Website Traffic: Publish a Pillar Blog Post to Generate Organic Interest

Many people underestimate the power of taking their time to create a blog post that will have a big impact on their website traffic. Instead, they wrongly focus on unresearched, untargeted generic content. I'm all for frequent posting, but it has to be targeted frequent posting. You want to spend today mapping out and creating a pillar blog post.

What are pillar Blog posts?

Pillar blog posts completely reimagines how  your content is organized. Instead of publishing numerous independent blog posts about a variety of topics, Pillar content seeks to group your content into multiple large, cohesive, connected clusters.

Pillar content is a long-form, in-depth piece of content on a very specific topic, usually around a long-tail keyword you are trying to rank for. It is not a standalone piece, but instead links out to other pages and blog posts that are essentially subtopics of this main Pillar topic. The subtopic pages are known as Clusters. You may also see Pillar and Clusters referred to as Hub & Spoke content.
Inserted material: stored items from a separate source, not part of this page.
//! Clock worker: broadcasts wall-clock time once a second.
//!
//! Goes quiet while blocked so a replayed session's own clock messages are
//! the only ones on the bus.

use std::future::Future;
use std::sync::Arc;
use std::time::Duration;

use bytes::Bytes;
use prost::Message as _;
use tracing::{debug, info, warn};

use crate::block::BlockGate;
use crate::bus::{BusSubscriber, Publish, Result};
use crate::proto::Time;
use crate::topics::{ServiceTopics, TIME_TOPIC};
use crate::utils::time::epoch_secs;

pub const TICK_INTERVAL: Duration = Duration::from_secs(1);

pub struct ClockServer {
    publisher: Arc<dyn Publish>,
    topics: ServiceTopics,
    gate: BlockGate,
}

impl ClockServer {
    pub fn new(publisher: Arc<dyn Publish>, topics: ServiceTopics) -> Self {
        Self {
            publisher,
            topics,
            gate: BlockGate::default(),
        }
    }

    pub fn is_blocked(&self) -> bool {
        self.gate.is_blocked()
    }

    pub async fn run<F>(&self, subscriber: &BusSubscriber, shutdown: F) -> Result<()>
    where
        F: Future<Output = ()>,
    {
        info!(service = %self.topics.service(), "Clock server started");
        tokio::select! {
            r = async { tokio::try_join!(self.command_loop(subscriber), self.tick_loop()) } => r.map(|_| ()),
            _ = shutdown => {
                info!("Shutdown signal received");
                Ok(())
            }
        }
    }

    pub async fn command_loop(&self, subscriber: &BusSubscriber) -> Result<()> {
        subscriber.subscribe(self.topics.inbox());
        let block = self.topics.block();
        loop {
            let latest = subscriber.receive_latest(&[]).await?;
            if latest.contains_key(&block) {
                debug!("Blocked by replay");
                self.gate.block();
            }
        }
    }

    pub async fn tick_loop(&self) -> Result<()> {
        let mut ticker = tokio::time::interval(TICK_INTERVAL);
        loop {
            ticker.tick().await;
            if self.gate.is_blocked() {
                debug!("Clock blocked, skipping tick");
                continue;
            }
            let time = Time {
                seconds: epoch_secs(),
            };
            if let Err(e) = self
                .publisher
                .publish(Bytes::from_static(TIME_TOPIC), time.encode_to_vec().into())
                .await
            {
                warn!(error = %e, "Failed to publish time");
            }
        }
    }
}
//! Bus transport through a live relay.

mod common;

use std::collections::HashMap;
use std::time::Duration;

use bytes::Bytes;
use futures::future::join_all;

use rigbus::bus::frame::read_frame;
use rigbus::bus::{BusPublisher, BusSubscriber, Message};
use common::{recv, TestRelay, NET_TIMEOUT};

#[tokio::test]
async fn test_messages_arrive_in_publish_order() {
    let relay = TestRelay::start(1000).await;
    let subscriber = BusSubscriber::connect(&relay.egress, 1000);
    subscriber.subscribe("/sensor/");
    relay.wait_for_subscribers(1).await;

    let publisher = BusPublisher::connect(&relay.ingress, 1000);
    for i in 0..100u32 {
        publisher
            .send(Message::new("/sensor/imu/", i.to_string()))
            .unwrap();
    }

    for i in 0..100u32 {
        let message = recv(&subscriber).await;
        assert_eq!(message.topic, Bytes::from_static(b"/sensor/imu/"));
        assert_eq!(message.payload, Bytes::from(i.to_string()));
    }
}

#[tokio::test]
async fn test_subscriber_filters_by_prefix() {
    let relay = TestRelay::start(1000).await;
    let subscriber = BusSubscriber::connect(&relay.egress, 1000);
    subscriber.subscribe("/keep/");
    relay.wait_for_subscribers(1).await;

    let publisher = BusPublisher::connect(&relay.ingress, 1000);
    publisher.send(Message::new("/drop/a/", "x")).unwrap();
    publisher.send(Message::new("/keeper/", "x")).unwrap();
    publisher.send(Message::new("/keep/b/", "y")).unwrap();

    let message = recv(&subscriber).await;
    assert_eq!(message.topic, Bytes::from_static(b"/keep/b/"));
    assert_eq!(message.payload, Bytes::from_static(b"y"));

    tokio::time::sleep(Duration::from_millis(100)).await;
    assert!(subscriber.try_recv().is_none());
}

#[tokio::test]
async fn test_relay_fans_out_to_every_subscriber() {
    let relay = TestRelay::start(1000).await;
    let subscribers: Vec<BusSubscriber> = (0..3)
        .map(|_| {
            let s = BusSubscriber::connect(&relay.egress, 1000);
            s.subscribe("");
            s
        })
        .collect();
    relay.wait_for_subscribers(3).await;

    let publisher = BusPublisher::connect(&relay.ingress, 1000);
    publisher.send(Message::new("/mp/time/", "t")).unwrap();

    let received = join_all(subscribers.iter().map(recv)).await;
    for message in received {
        assert_eq!(message.topic, Bytes::from_static(b"/mp/time/"));
    }
}

#[tokio::test]
async fn test_messages_from_many_publishers_all_arrive() {
    let relay = TestRelay::start(1000).await;
    let subscriber = BusSubscriber::connect(&relay.egress, 1000);
    subscriber.subscribe("/p/");
    relay.wait_for_subscribers(1).await;

    let publishers: Vec<BusPublisher> = (0..4)
        .map(|_| BusPublisher::connect(&relay.ingress, 1000))
        .collect();
    for (n, publisher) in publishers.iter().enumerate() {
        for i in 0..10 {
            publisher
                .send(Message::new(format!("/p/{}/", n), i.to_string()))
                .unwrap();
        }
    }

    // Per-publisher order holds; interleaving across publishers is arbitrary.
    let mut next: HashMap<Bytes, u32> = HashMap::new();
    for _ in 0..40 {
        let message = recv(&subscriber).await;
        let expected = next.entry(message.topic.clone()).or_insert(0);
        assert_eq!(message.payload, Bytes::from(expected.to_string()));
        *expected += 1;
    }
    assert_eq!(next.len(), 4);
    assert!(next.values().all(|&n| n == 10));
}

#[tokio::test]
async fn test_receive_latest_keeps_newest_payload() {
    let relay = TestRelay::start(1000).await;
    let subscriber = BusSubscriber::connect(&relay.egress, 1000);
    subscriber.subscribe("/");
    relay.wait_for_subscribers(1).await;

    let publisher = BusPublisher::connect(&relay.ingress, 1000);
    for i in 0..5 {
        publisher.send(Message::new("/a/", i.to_string())).unwrap();
    }
    publisher.send(Message::new("/b/", "only")).unwrap();
    publisher.send(Message::new("/done/", "")).unwrap();

    let mut seen = HashMap::new();
    tokio::time::timeout(NET_TIMEOUT, async {
        while !seen.contains_key(&Bytes::from_static(b"/done/")) {
            seen.extend(subscriber.receive_latest(&[]).await.unwrap());
        }
    })
    .await
    .expect("Timed out waiting for batch");

    assert_eq!(seen[&Bytes::from_static(b"/a/")], Bytes::from_static(b"4"));
    assert_eq!(seen[&Bytes::from_static(b"/b/")], Bytes::from_static(b"only"));
}

#[tokio::test]
async fn test_publisher_queues_until_relay_accepts() {
    // Reserve a port, then release it so nothing is listening yet.
    let reserved = tokio::net::TcpListener::bind("127.0.0.1:0").await.unwrap();
    let ingress = reserved.local_addr().unwrap().to_string();
    drop(reserved);

    let publisher = BusPublisher::connect(&ingress, 1000);
    publisher.send(Message::new("/early/", "1")).unwrap();
    tokio::time::sleep(Duration::from_millis(50)).await;
    assert_eq!(publisher.pending(), 1);

    let listener = tokio::net::TcpListener::bind(&ingress).await.unwrap();
    let (mut stream, _) = tokio::time::timeout(NET_TIMEOUT, listener.accept())
        .await
        .expect("Publisher never reconnected")
        .unwrap();

    let message = tokio::time::timeout(NET_TIMEOUT, read_frame(&mut stream))
        .await
        .expect("Timed out waiting for frame")
        .unwrap()
        .expect("Connection closed before frame");
    assert_eq!(message.topic, Bytes::from_static(b"/early/"));
    assert_eq!(message.payload, Bytes::from_static(b"1"));
}
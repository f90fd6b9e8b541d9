//! Bus relay: many publishers in, many subscribers out.
//!
//! Every frame read from any ingress connection is queued on every egress
//! connection. The relay does not inspect topics; subscribers filter. Each
//! egress connection has its own high-water-mark queue so one slow reader
//! never stalls the others.

use std::collections::HashMap;
use std::net::SocketAddr;
use std::sync::atomic::{AtomicU64, Ordering};
use std::sync::{Arc, Mutex};

use tokio::io::AsyncReadExt;
use tokio::net::{TcpListener, TcpStream};
use tracing::{debug, error, info, warn};

use super::frame::{read_frame, write_frame};
use super::{Message, MessageQueue, Result};

// ============================================================================
// Fanout
// ============================================================================

/// Registry of live egress queues.
#[derive(Debug, Default)]
struct Fanout {
    next_id: AtomicU64,
    queues: Mutex<HashMap<u64, Arc<MessageQueue>>>,
}

impl Fanout {
    fn register(&self, hwm: usize) -> (u64, Arc<MessageQueue>) {
        let id = self.next_id.fetch_add(1, Ordering::Relaxed);
        let queue = Arc::new(MessageQueue::new(hwm));
        self.lock().insert(id, queue.clone());
        (id, queue)
    }

    fn remove(&self, id: u64) {
        if let Some(queue) = self.lock().remove(&id) {
            queue.close();
        }
    }

    fn broadcast(&self, message: &Message) {
        for queue in self.lock().values() {
            queue.push(message.clone());
        }
    }

    fn len(&self) -> usize {
        self.lock().len()
    }

    fn lock(&self) -> std::sync::MutexGuard<'_, HashMap<u64, Arc<MessageQueue>>> {
        self.queues.lock().unwrap_or_else(|e| e.into_inner())
    }
}

// ============================================================================
// Relay
// ============================================================================

/// Bound relay ready to run.
pub struct Relay {
    ingress: TcpListener,
    egress: TcpListener,
    hwm: usize,
    fanout: Arc<Fanout>,
}

impl Relay {
    /// Bind the ingress and egress listeners (`host:port`; port 0 picks one).
    pub async fn bind(ingress: &str, egress: &str, hwm: usize) -> Result<Self> {
        let ingress = TcpListener::bind(ingress).await?;
        let egress = TcpListener::bind(egress).await?;

        info!(
            ingress = %ingress.local_addr()?,
            egress = %egress.local_addr()?,
            hwm,
            "Relay bound"
        );

        Ok(Self {
            ingress,
            egress,
            hwm,
            fanout: Arc::new(Fanout::default()),
        })
    }

    pub fn ingress_addr(&self) -> Result<SocketAddr> {
        Ok(self.ingress.local_addr()?)
    }

    pub fn egress_addr(&self) -> Result<SocketAddr> {
        Ok(self.egress.local_addr()?)
    }

    /// Bound `(ingress, egress)` addresses.
    pub fn local_addrs(&self) -> Result<(SocketAddr, SocketAddr)> {
        Ok((self.ingress_addr()?, self.egress_addr()?))
    }

    /// Number of connected subscribers.
    pub fn subscriber_count(&self) -> usize {
        self.fanout.len()
    }

    /// Accept and forward until a listener fails.
    pub async fn run(&self) -> Result<()> {
        tokio::try_join!(self.accept_ingress(), self.accept_egress())?;
        Ok(())
    }

    async fn accept_ingress(&self) -> Result<()> {
        loop {
            let (stream, peer) = self.ingress.accept().await?;
            debug!(%peer, "Publisher connected to relay");
            let fanout = self.fanout.clone();
            tokio::spawn(async move {
                forward_ingress(stream, peer, fanout).await;
            });
        }
    }

    async fn accept_egress(&self) -> Result<()> {
        loop {
            let (stream, peer) = self.egress.accept().await?;
            let _ = stream.set_nodelay(true);
            let (id, queue) = self.fanout.register(self.hwm);
            debug!(%peer, id, "Subscriber connected to relay");
            let fanout = self.fanout.clone();
            tokio::spawn(async move {
                serve_egress(stream, peer, queue).await;
                fanout.remove(id);
                debug!(%peer, id, "Subscriber disconnected from relay");
            });
        }
    }
}

async fn forward_ingress(mut stream: TcpStream, peer: SocketAddr, fanout: Arc<Fanout>) {
    loop {
        match read_frame(&mut stream).await {
            Ok(Some(message)) => fanout.broadcast(&message),
            Ok(None) => {
                debug!(%peer, "Publisher disconnected from relay");
                return;
            }
            Err(e) => {
                warn!(%peer, error = %e, "Dropping publisher after bad frame");
                return;
            }
        }
    }
}

async fn serve_egress(stream: TcpStream, peer: SocketAddr, queue: Arc<MessageQueue>) {
    let (mut reader, mut writer) = stream.into_split();
    let mut scratch = [0u8; 64];

    loop {
        tokio::select! {
            message = queue.pop() => {
                let Some(message) = message else { return };
                if let Err(e) = write_frame(&mut writer, &message).await {
                    debug!(%peer, error = %e, "Subscriber write failed");
                    return;
                }
            }
            // Subscribers never send; any read result means the peer is gone.
            read = reader.read(&mut scratch) => {
                match read {
                    Ok(0) => return,
                    Ok(_) => {}
                    Err(e) => {
                        error!(%peer, error = %e, "Subscriber socket error");
                        return;
                    }
                }
            }
        }
    }
}
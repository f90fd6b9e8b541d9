//! Recorded sessions available under the log root.

use std::path::{Path, PathBuf};
use std::time::UNIX_EPOCH;

use tracing::{debug, warn};

use crate::proto::{LogInfo, LogList};

/// One session directory.
#[derive(Debug, Clone, PartialEq, Eq)]
pub struct SessionInfo {
    /// Directory name, `<session id>--<timestamp>`.
    pub id: String,
    pub path: PathBuf,
    /// Modification time in whole seconds since the Unix epoch.
    pub mtime: i64,
}

/// Cached listing of session directories, oldest first.
#[derive(Debug)]
pub struct SessionCatalog {
    root: PathBuf,
    cache: Option<Vec<SessionInfo>>,
}

impl SessionCatalog {
    pub fn new(root: impl Into<PathBuf>) -> Self {
        Self {
            root: root.into(),
            cache: None,
        }
    }

    pub fn root(&self) -> &Path {
        &self.root
    }

    /// Drop the cached listing; the next lookup rescans.
    pub fn invalidate(&mut self) {
        self.cache = None;
    }

    /// Session directories sorted by modification time.
    pub fn sessions(&mut self) -> &[SessionInfo] {
        let root = &self.root;
        self.cache.get_or_insert_with(|| scan(root))
    }

    /// Look up a session by directory name.
    pub fn find(&mut self, id: &str) -> Option<SessionInfo> {
        self.sessions().iter().find(|s| s.id == id).cloned()
    }

    /// Fresh listing as a wire message.
    pub fn log_list(&mut self) -> LogList {
        self.invalidate();
        LogList {
            logs: self
                .sessions()
                .iter()
                .map(|s| LogInfo {
                    id: s.id.clone(),
                    mtime: s.mtime,
                })
                .collect(),
        }
    }
}

fn scan(root: &Path) -> Vec<SessionInfo> {
    let entries = match std::fs::read_dir(root) {
        Ok(entries) => entries,
        Err(e) => {
            warn!(root = %root.display(), error = %e, "Cannot list log root");
            return Vec::new();
        }
    };

    let mut sessions: Vec<SessionInfo> = entries
        .filter_map(|entry| entry.ok())
        .filter_map(|entry| {
            let path = entry.path();
            let meta = entry.metadata().ok()?;
            if !meta.is_dir() {
                return None;
            }
            let mtime = meta
                .modified()
                .ok()
                .and_then(|t| t.duration_since(UNIX_EPOCH).ok())
                .map_or(0, |d| d.as_secs() as i64);
            Some(SessionInfo {
                id: entry.file_name().to_string_lossy().into_owned(),
                path,
                mtime,
            })
        })
        .collect();

    sessions.sort_by(|a, b| a.mtime.cmp(&b.mtime).then_with(|| a.id.cmp(&b.id)));
    debug!(root = %root.display(), count = sessions.len(), "Scanned sessions");
    sessions
}
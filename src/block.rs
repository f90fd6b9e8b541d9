//! Self-expiring "block live production" latch.
//!
//! While replay is enabled it tells live producers to stand down every few
//! seconds. Each signal holds the gate shut for a fixed window, so producers
//! resume on their own once replay stops sending.

use std::sync::Mutex;
use std::time::Duration;

use tokio::time::Instant;

/// How long one block signal suppresses production.
pub const BLOCK_DURATION: Duration = Duration::from_secs(10);

#[derive(Debug)]
pub struct BlockGate {
    duration: Duration,
    blocked_until: Mutex<Option<Instant>>,
}

impl BlockGate {
    pub fn new(duration: Duration) -> Self {
        Self {
            duration,
            blocked_until: Mutex::new(None),
        }
    }

    /// Suppress production for one block window from now.
    pub fn block(&self) {
        let until = Instant::now() + self.duration;
        *self.lock() = Some(until);
    }

    pub fn is_blocked(&self) -> bool {
        self.lock().is_some_and(|until| Instant::now() < until)
    }

    fn lock(&self) -> std::sync::MutexGuard<'_, Option<Instant>> {
        self.blocked_until.lock().unwrap_or_else(|e| e.into_inner())
    }
}

impl Default for BlockGate {
    fn default() -> Self {
        Self::new(BLOCK_DURATION)
    }
}
//! Common types for backdrop.
//!
//! This crate defines the handle, error and shell-profile types shared between
//! the attacher library and the `backdrop` command line tool.
//!
//! # Shell identities
//!
//! The desktop shell exposes no documented API for hosting a wallpaper window.
//! Discovery relies on window classes and a private message code that have
//! held for several shell generations but may change. They are collected in
//! the constants below and in [`ShellProfile`] so they can be swapped without
//! touching the discovery algorithm.
//!
//! # Examples
//!
//! ```
//! use common::{HostStrategy, ShellProfile, WindowHandle};
//!
//! let target: WindowHandle = "0x000A0B2C".parse().unwrap();
//! assert_eq!(target.as_raw(), 0x000A_0B2C);
//!
//! let profile = ShellProfile {
//!     host_strategy: HostStrategy::Matched,
//!     ..Default::default()
//! };
//! assert_eq!(profile.root_class, "Progman");
//! ```

use serde::{Deserialize, Serialize};
use std::fmt;
use std::num::NonZeroUsize;
use std::str::FromStr;
use thiserror::Error;

/// Class of the shell's top-level desktop container.
pub const PROGMAN_CLASS: &str = "Progman";

/// Class of the icon view hosted by the window that sits above the wallpaper.
pub const SHELL_VIEW_CLASS: &str = "SHELLDLL_DefView";

/// Class of the worker windows the shell spawns behind the icons.
pub const WORKER_CLASS: &str = "WorkerW";

/// Private shell message asking `Progman` to spawn its background worker.
pub const WM_SPAWN_WORKER: u32 = 0x052C;

/// Bounded wait for the spawn directive, in milliseconds.
pub const SPAWN_TIMEOUT_MS: u32 = 1000;

/// Errors returned by the attach protocol.
///
/// All errors are serializable so they can be reported as JSON.
#[derive(Error, Debug, Clone, PartialEq, Eq, Serialize, Deserialize)]
pub enum AttachError {
    /// The shell root container is missing: the shell is not running or uses
    /// an unknown identity.
    #[error("desktop shell root window not found")]
    ShellRootNotFound,

    /// No window hosting the icon view was found, or its background sibling
    /// is missing.
    #[error("background host container not found")]
    HostContainerNotFound,

    /// The platform rejected the reparent call. Carries the platform error code.
    #[error("reparent failed (platform error {0})")]
    ReparentFailed(u32),
}

/// Opaque, non-null native window handle.
///
/// The handle is owned by whoever created the window. Holding one never keeps
/// the window alive.
#[derive(Debug, Clone, Copy, PartialEq, Eq, Hash, Serialize, Deserialize)]
#[serde(transparent)]
pub struct WindowHandle(NonZeroUsize);

impl WindowHandle {
    /// Wrap a raw handle value. Returns `None` for the null handle.
    pub fn from_raw(raw: usize) -> Option<Self> {
        NonZeroUsize::new(raw).map(Self)
    }

    pub fn as_raw(self) -> usize {
        self.0.get()
    }
}

impl fmt::Display for WindowHandle {
    fn fmt(&self, f: &mut fmt::Formatter<'_>) -> fmt::Result {
        write!(f, "0x{:08X}", self.as_raw())
    }
}

/// Error parsing a [`WindowHandle`] from text.
#[derive(Error, Debug, Clone, PartialEq, Eq)]
pub enum ParseHandleError {
    #[error("invalid window handle '{0}' (expected decimal or 0x-prefixed hex)")]
    Invalid(String),

    #[error("window handle must not be null")]
    Null,
}

impl FromStr for WindowHandle {
    type Err = ParseHandleError;

    /// Accepts decimal (`655148`) or hexadecimal (`0x0009FF2C`) notation.
    fn from_str(s: &str) -> Result<Self, Self::Err> {
        let trimmed = s.trim();
        let parsed = match trimmed
            .strip_prefix("0x")
            .or_else(|| trimmed.strip_prefix("0X"))
        {
            Some(hex) => usize::from_str_radix(hex, 16),
            None => trimmed.parse::<usize>(),
        };

        let raw = parsed.map_err(|_| ParseHandleError::Invalid(s.to_string()))?;
        Self::from_raw(raw).ok_or(ParseHandleError::Null)
    }
}

/// How the background host is located once the icon-view anchor is found.
///
/// Shell versions differ: on some the window carrying the icon view is itself
/// the host, on others the host is the worker window enumerated right after it.
#[derive(Debug, Clone, Copy, PartialEq, Eq, Default, Serialize, Deserialize)]
#[serde(rename_all = "kebab-case")]
pub enum HostStrategy {
    /// Use the next top-level window of the host class after the anchor.
    #[default]
    NextSibling,
    /// Use the anchor window itself.
    Matched,
}

impl HostStrategy {
    pub fn name(&self) -> &'static str {
        match self {
            Self::NextSibling => "next-sibling",
            Self::Matched => "matched",
        }
    }
}

impl FromStr for HostStrategy {
    type Err = String;

    fn from_str(s: &str) -> Result<Self, Self::Err> {
        match s.to_lowercase().as_str() {
            "next-sibling" | "next_sibling" | "sibling" => Ok(Self::NextSibling),
            "matched" | "anchor" => Ok(Self::Matched),
            _ => Err(format!(
                "unknown host strategy '{}' (expected next-sibling or matched)",
                s
            )),
        }
    }
}

impl fmt::Display for HostStrategy {
    fn fmt(&self, f: &mut fmt::Formatter<'_>) -> fmt::Result {
        f.write_str(self.name())
    }
}

/// Message sent to the shell root to make it spawn the background host.
#[derive(Debug, Clone, PartialEq, Eq, Serialize, Deserialize)]
pub struct SpawnDirective {
    pub message: u32,
    pub wparam: usize,
    pub lparam: isize,
    /// Upper bound on the synchronous send, in milliseconds
    pub timeout_ms: u32,
}

impl Default for SpawnDirective {
    fn default() -> Self {
        Self {
            message: WM_SPAWN_WORKER,
            wparam: 0,
            lparam: 0,
            timeout_ms: SPAWN_TIMEOUT_MS,
        }
    }
}

/// Every version-dependent identity the discovery protocol relies on.
#[derive(Debug, Clone, PartialEq, Eq, Serialize, Deserialize)]
pub struct ShellProfile {
    pub root_class: String,
    pub root_title: Option<String>,
    pub icon_view_class: String,
    pub host_class: String,
    pub spawn: SpawnDirective,
    pub host_strategy: HostStrategy,
}

impl Default for ShellProfile {
    fn default() -> Self {
        Self {
            root_class: PROGMAN_CLASS.to_string(),
            root_title: None,
            icon_view_class: SHELL_VIEW_CLASS.to_string(),
            host_class: WORKER_CLASS.to_string(),
            spawn: SpawnDirective::default(),
            host_strategy: HostStrategy::default(),
        }
    }
}

/// Outcome of a discovery pass.
#[derive(Debug, Clone, PartialEq, Eq, Serialize, Deserialize)]
pub struct Discovery {
    pub shell_root: WindowHandle,
    /// Whether the spawn directive was delivered before its timeout
    pub directive_delivered: bool,
    /// First enumerated window hosting the icon view
    pub anchor: WindowHandle,
    /// Container the target gets reparented under
    pub host: WindowHandle,
}

#[cfg(test)]
mod tests {
    use super::*;

    #[test]
    fn test_handle_from_raw() {
        assert!(WindowHandle::from_raw(0).is_none());
        assert_eq!(WindowHandle::from_raw(42).unwrap().as_raw(), 42);
    }

    #[test]
    fn test_handle_parse() {
        let hex: WindowHandle = "0x0009FF2C".parse().unwrap();
        assert_eq!(hex.as_raw(), 0x0009_FF2C);

        let upper: WindowHandle = "0XAB".parse().unwrap();
        assert_eq!(upper.as_raw(), 0xAB);

        let dec: WindowHandle = " 655148 ".parse().unwrap();
        assert_eq!(dec.as_raw(), 655_148);
    }

    #[test]
    fn test_handle_parse_invalid() {
        assert_eq!("0".parse::<WindowHandle>(), Err(ParseHandleError::Null));
        assert_eq!("0x0".parse::<WindowHandle>(), Err(ParseHandleError::Null));
        assert!(matches!(
            "window".parse::<WindowHandle>(),
            Err(ParseHandleError::Invalid(_))
        ));
        assert!(matches!(
            "0xZZ".parse::<WindowHandle>(),
            Err(ParseHandleError::Invalid(_))
        ));
        assert!(matches!(
            "-5".parse::<WindowHandle>(),
            Err(ParseHandleError::Invalid(_))
        ));
    }

    #[test]
    fn test_handle_display() {
        let handle = WindowHandle::from_raw(0x1A2B).unwrap();
        assert_eq!(handle.to_string(), "0x00001A2B");
        assert_eq!(handle.to_string().parse::<WindowHandle>().unwrap(), handle);
    }

    #[test]
    fn test_handle_serializes_as_number() {
        let handle = WindowHandle::from_raw(4096).unwrap();
        assert_eq!(serde_json::to_string(&handle).unwrap(), "4096");
        assert!(serde_json::from_str::<WindowHandle>("0").is_err());
    }

    #[test]
    fn test_host_strategy_parse() {
        assert_eq!(
            "next-sibling".parse::<HostStrategy>(),
            Ok(HostStrategy::NextSibling)
        );
        assert_eq!("Matched".parse::<HostStrategy>(), Ok(HostStrategy::Matched));
        assert!("best".parse::<HostStrategy>().is_err());
        assert_eq!(HostStrategy::default(), HostStrategy::NextSibling);
    }

    #[test]
    fn test_host_strategy_serde_names() {
        let json = serde_json::to_string(&HostStrategy::NextSibling).unwrap();
        assert_eq!(json, "\"next-sibling\"");
        let parsed: HostStrategy = serde_json::from_str("\"matched\"").unwrap();
        assert_eq!(parsed, HostStrategy::Matched);
    }

    #[test]
    fn test_default_profile() {
        let profile = ShellProfile::default();
        assert_eq!(profile.root_class, PROGMAN_CLASS);
        assert!(profile.root_title.is_none());
        assert_eq!(profile.icon_view_class, SHELL_VIEW_CLASS);
        assert_eq!(profile.host_class, WORKER_CLASS);
        assert_eq!(profile.spawn.message, 0x052C);
        assert_eq!(profile.spawn.timeout_ms, 1000);
        assert_eq!(profile.spawn.wparam, 0);
        assert_eq!(profile.spawn.lparam, 0);
    }

    #[test]
    fn test_attach_error_display() {
        assert_eq!(
            AttachError::ShellRootNotFound.to_string(),
            "desktop shell root window not found"
        );
        assert_eq!(
            AttachError::ReparentFailed(1400).to_string(),
            "reparent failed (platform error 1400)"
        );
    }

    #[test]
    fn test_discovery_json() {
        let discovery = Discovery {
            shell_root: WindowHandle::from_raw(1).unwrap(),
            directive_delivered: false,
            anchor: WindowHandle::from_raw(2).unwrap(),
            host: WindowHandle::from_raw(3).unwrap(),
        };
        let json = serde_json::to_string(&discovery).unwrap();
        assert!(json.contains("\"directive_delivered\":false"));
        let back: Discovery = serde_json::from_str(&json).unwrap();
        assert_eq!(back, discovery);
    }
}
//! Desktop background attachment for backdrop.
//!
//! [`WallpaperAttacher`] finds the container the desktop shell keeps behind
//! its icon layer and reparents a caller-supplied window into it, so the
//! window renders as an interactive wallpaper. The shell is reached through
//! the [`ShellWindows`] trait; [`Win32Shell`] implements it on Windows.
//!
//! # Examples
//!
//! ```no_run
//! # #[cfg(windows)]
//! # fn demo() -> anyhow::Result<()> {
//! use attacher::{Config, WallpaperAttacher, Win32Shell};
//!
//! let profile = Config::load()?.shell_profile()?;
//! let attacher = WallpaperAttacher::new(Win32Shell::new(), profile);
//!
//! let target = "0x000A0B2C".parse()?;
//! attacher.attach(target)?;
//! # Ok(())
//! # }
//! ```

mod config;
mod macros;
mod platform;
mod wallpaper_attacher;

#[cfg(windows)]
mod win32;

pub use config::{Config, GeneralSettings, ShellSettings};
pub use platform::ShellWindows;
pub use wallpaper_attacher::WallpaperAttacher;

#[cfg(windows)]
pub use win32::Win32Shell;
The Pillar page is usually at least 2,000 words, with links to, from, and between Cluster pages. These 'Clusters' contain blog posts, pages, or articles that provide supplementary information about the main topic. The goal isn't to keep people on your Pillar pages, but to get them exploring the Clusters, keeping them on your site for a longer time.

 This is going to be the kind of post that ranks well easily in search engine results pages. It’s also going to be one people bookmark and share on their own social media accounts.

Indications You're Reading Pillar Blog Posts

Pillar post content is usually given away by its headline! Things like 

All the above headlines indicate the content is a well-organized pillar post. Of course, there are variations of the headline, and you should ensure your complete guide to xxx is actually a complete guide and not a few lines of text. 

They're big pieces of content, and they contain a lot of links to other useful articles on the site. 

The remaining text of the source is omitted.